WHAT TO DO: Show, from the records below, all lines that contain the word "about".

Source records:
━━━━

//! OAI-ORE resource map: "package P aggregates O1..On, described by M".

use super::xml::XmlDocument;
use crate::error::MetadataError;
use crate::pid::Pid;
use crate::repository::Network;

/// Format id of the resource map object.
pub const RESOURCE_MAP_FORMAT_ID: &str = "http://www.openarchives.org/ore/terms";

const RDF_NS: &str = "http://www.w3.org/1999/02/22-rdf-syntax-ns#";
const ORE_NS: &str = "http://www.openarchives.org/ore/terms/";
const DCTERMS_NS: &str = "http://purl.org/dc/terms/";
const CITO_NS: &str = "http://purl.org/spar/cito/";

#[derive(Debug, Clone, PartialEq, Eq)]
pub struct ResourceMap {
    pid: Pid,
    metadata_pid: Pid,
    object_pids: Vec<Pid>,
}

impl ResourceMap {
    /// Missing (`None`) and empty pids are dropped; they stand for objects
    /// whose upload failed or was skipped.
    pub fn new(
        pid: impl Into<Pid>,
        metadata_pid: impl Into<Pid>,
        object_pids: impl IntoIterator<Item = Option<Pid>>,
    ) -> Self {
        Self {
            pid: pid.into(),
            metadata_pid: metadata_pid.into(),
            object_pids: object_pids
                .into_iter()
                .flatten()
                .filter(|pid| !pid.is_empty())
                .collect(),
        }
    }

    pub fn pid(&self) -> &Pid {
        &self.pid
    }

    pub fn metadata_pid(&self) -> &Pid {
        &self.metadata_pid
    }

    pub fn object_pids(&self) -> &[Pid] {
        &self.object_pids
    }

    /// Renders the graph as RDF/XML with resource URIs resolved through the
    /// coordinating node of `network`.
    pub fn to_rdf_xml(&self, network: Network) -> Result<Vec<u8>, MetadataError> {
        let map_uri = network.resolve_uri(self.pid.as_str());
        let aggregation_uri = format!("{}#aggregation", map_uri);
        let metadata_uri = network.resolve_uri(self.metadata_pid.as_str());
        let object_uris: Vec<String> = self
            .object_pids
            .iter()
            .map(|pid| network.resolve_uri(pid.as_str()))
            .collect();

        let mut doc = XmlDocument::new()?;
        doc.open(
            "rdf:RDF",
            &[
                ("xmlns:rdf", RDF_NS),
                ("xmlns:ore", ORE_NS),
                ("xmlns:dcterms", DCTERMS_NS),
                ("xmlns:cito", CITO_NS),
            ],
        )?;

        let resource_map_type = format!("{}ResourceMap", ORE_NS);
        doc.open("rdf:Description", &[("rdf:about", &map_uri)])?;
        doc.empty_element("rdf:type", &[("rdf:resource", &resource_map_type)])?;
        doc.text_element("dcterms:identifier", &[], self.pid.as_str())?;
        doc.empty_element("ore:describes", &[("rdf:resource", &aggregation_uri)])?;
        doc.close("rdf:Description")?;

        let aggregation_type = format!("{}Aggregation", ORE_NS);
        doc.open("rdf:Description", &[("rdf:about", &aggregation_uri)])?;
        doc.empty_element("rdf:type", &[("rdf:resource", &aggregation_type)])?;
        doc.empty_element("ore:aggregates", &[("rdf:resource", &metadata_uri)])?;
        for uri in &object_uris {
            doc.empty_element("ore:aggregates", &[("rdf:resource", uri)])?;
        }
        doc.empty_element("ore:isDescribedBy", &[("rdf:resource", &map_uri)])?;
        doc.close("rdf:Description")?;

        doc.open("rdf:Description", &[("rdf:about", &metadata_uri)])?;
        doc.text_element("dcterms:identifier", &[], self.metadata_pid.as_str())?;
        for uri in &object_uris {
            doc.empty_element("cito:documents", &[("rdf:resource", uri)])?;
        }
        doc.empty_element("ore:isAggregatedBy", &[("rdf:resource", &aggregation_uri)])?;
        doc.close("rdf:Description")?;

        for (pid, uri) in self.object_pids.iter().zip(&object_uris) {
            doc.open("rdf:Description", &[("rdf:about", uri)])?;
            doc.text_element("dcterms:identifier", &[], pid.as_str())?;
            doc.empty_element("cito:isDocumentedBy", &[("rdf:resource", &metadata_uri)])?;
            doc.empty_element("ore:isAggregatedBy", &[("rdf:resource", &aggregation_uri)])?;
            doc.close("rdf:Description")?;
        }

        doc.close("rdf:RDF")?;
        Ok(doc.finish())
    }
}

━━━━

EXERCISE SOLUTION:
        doc.open("rdf:Description", &[("rdf:about", &map_uri)])?;
        doc.open("rdf:Description", &[("rdf:about", &aggregation_uri)])?;
        doc.open("rdf:Description", &[("rdf:about", &metadata_uri)])?;
            doc.open("rdf:Description", &[("rdf:about", uri)])?;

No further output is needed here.